↓

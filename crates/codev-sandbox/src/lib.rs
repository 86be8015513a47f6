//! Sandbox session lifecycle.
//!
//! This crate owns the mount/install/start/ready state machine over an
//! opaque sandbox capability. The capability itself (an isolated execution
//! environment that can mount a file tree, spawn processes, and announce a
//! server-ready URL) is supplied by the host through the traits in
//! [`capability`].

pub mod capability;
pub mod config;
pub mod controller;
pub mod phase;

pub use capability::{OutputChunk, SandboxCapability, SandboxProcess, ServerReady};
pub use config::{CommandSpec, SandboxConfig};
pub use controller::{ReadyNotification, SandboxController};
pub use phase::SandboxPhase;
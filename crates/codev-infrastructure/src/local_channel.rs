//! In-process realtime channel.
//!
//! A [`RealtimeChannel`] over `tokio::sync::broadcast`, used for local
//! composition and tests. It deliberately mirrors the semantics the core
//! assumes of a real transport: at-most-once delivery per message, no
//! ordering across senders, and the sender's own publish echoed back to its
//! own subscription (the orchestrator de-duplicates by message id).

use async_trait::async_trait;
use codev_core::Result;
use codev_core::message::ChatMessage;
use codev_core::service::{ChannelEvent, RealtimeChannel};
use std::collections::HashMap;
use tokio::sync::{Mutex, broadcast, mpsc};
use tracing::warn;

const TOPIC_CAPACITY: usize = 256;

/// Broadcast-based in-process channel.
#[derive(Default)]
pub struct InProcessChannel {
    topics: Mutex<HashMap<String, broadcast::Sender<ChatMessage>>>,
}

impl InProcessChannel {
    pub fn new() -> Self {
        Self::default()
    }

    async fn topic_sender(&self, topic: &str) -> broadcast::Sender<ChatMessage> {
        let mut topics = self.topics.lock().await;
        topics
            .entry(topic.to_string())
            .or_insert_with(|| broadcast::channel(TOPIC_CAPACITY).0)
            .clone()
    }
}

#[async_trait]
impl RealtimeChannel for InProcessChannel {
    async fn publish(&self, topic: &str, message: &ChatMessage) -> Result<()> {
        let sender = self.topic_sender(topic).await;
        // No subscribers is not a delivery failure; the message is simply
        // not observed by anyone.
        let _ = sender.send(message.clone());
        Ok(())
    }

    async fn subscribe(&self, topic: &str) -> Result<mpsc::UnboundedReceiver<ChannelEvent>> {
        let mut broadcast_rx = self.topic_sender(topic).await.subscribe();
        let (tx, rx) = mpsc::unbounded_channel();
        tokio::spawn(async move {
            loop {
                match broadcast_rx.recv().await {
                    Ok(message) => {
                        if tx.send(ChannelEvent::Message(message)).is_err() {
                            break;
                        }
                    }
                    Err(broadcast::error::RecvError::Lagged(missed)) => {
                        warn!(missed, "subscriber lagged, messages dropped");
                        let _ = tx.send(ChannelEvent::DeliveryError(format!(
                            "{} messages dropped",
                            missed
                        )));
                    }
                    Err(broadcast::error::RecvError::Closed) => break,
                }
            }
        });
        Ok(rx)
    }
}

↑
↓

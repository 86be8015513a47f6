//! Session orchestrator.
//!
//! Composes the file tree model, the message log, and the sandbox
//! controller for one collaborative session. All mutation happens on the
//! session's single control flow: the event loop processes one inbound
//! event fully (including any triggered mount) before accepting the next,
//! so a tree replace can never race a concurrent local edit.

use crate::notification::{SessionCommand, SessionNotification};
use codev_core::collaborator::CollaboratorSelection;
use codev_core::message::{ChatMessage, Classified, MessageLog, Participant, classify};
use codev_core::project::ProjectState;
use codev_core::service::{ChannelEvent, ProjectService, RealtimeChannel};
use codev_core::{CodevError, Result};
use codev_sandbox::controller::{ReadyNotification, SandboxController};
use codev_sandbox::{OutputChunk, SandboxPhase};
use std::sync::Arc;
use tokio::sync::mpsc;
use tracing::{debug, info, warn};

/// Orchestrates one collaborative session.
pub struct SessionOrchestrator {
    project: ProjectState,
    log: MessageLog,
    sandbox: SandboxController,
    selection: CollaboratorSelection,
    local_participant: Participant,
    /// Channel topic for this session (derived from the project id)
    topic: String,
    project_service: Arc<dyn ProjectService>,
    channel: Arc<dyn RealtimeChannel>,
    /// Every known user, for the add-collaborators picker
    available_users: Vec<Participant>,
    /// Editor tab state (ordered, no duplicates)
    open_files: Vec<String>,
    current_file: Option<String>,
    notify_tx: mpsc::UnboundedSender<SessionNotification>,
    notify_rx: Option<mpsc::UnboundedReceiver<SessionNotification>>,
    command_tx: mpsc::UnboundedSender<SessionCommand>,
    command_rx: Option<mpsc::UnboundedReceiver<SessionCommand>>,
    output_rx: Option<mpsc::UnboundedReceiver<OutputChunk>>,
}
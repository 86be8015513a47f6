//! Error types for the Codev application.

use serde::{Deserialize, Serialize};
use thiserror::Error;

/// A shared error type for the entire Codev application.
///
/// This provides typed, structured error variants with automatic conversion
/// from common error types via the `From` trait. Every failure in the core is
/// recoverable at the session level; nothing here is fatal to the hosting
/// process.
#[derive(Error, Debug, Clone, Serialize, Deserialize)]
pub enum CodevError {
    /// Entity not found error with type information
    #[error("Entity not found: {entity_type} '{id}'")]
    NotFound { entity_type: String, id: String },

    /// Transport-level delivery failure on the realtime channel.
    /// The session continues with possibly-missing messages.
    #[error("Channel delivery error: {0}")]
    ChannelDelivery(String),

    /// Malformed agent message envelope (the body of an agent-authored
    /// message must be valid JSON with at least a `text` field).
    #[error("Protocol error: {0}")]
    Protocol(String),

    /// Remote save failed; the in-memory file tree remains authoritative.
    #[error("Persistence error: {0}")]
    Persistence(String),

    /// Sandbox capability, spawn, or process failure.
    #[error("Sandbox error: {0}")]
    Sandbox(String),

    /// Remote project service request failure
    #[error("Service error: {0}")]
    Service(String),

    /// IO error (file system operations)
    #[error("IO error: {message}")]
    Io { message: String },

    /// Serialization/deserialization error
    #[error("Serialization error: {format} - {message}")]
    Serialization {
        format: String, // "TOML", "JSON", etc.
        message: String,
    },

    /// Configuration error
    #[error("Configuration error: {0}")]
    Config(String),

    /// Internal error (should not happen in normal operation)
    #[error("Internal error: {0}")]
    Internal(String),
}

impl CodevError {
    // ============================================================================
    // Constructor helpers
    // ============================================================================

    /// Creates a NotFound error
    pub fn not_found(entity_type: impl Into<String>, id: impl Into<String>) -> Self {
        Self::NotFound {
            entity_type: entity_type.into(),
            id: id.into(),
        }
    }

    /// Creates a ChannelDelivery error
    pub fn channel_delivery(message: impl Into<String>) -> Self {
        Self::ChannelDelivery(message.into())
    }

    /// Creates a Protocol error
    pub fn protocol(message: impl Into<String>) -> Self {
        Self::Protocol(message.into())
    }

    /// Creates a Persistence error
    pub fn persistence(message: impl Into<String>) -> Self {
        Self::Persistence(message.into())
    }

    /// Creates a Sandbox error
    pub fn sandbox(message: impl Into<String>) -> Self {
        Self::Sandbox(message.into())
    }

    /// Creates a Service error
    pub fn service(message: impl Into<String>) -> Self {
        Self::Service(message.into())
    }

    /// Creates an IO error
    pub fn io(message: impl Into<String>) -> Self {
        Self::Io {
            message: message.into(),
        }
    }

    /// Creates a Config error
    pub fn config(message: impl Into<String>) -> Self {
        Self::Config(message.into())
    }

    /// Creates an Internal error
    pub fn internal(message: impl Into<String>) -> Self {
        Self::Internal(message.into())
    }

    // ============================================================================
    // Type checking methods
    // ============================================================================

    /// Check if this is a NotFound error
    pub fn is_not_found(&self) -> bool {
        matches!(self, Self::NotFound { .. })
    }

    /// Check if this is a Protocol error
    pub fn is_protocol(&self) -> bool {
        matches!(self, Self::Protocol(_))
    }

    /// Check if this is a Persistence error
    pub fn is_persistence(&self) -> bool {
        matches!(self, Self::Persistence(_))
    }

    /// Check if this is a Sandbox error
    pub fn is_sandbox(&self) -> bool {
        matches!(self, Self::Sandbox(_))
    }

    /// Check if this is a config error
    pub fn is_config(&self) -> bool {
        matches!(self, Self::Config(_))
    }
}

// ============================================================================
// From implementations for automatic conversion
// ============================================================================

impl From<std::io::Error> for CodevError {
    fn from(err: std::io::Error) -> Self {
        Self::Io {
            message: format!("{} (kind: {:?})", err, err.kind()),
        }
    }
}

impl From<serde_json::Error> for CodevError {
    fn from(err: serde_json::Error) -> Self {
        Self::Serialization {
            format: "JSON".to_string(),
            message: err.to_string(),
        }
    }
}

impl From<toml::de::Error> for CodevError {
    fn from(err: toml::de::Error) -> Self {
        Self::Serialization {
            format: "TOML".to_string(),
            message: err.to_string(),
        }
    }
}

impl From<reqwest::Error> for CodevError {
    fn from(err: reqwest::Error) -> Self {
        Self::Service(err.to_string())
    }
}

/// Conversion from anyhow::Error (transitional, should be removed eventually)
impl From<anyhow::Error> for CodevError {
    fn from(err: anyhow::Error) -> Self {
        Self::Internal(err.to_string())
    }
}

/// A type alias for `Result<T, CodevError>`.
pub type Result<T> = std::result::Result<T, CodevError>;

↑

Exercise description:
The count of lines above that contain "Remote" is all that should be given.

Answer to the exercise:
2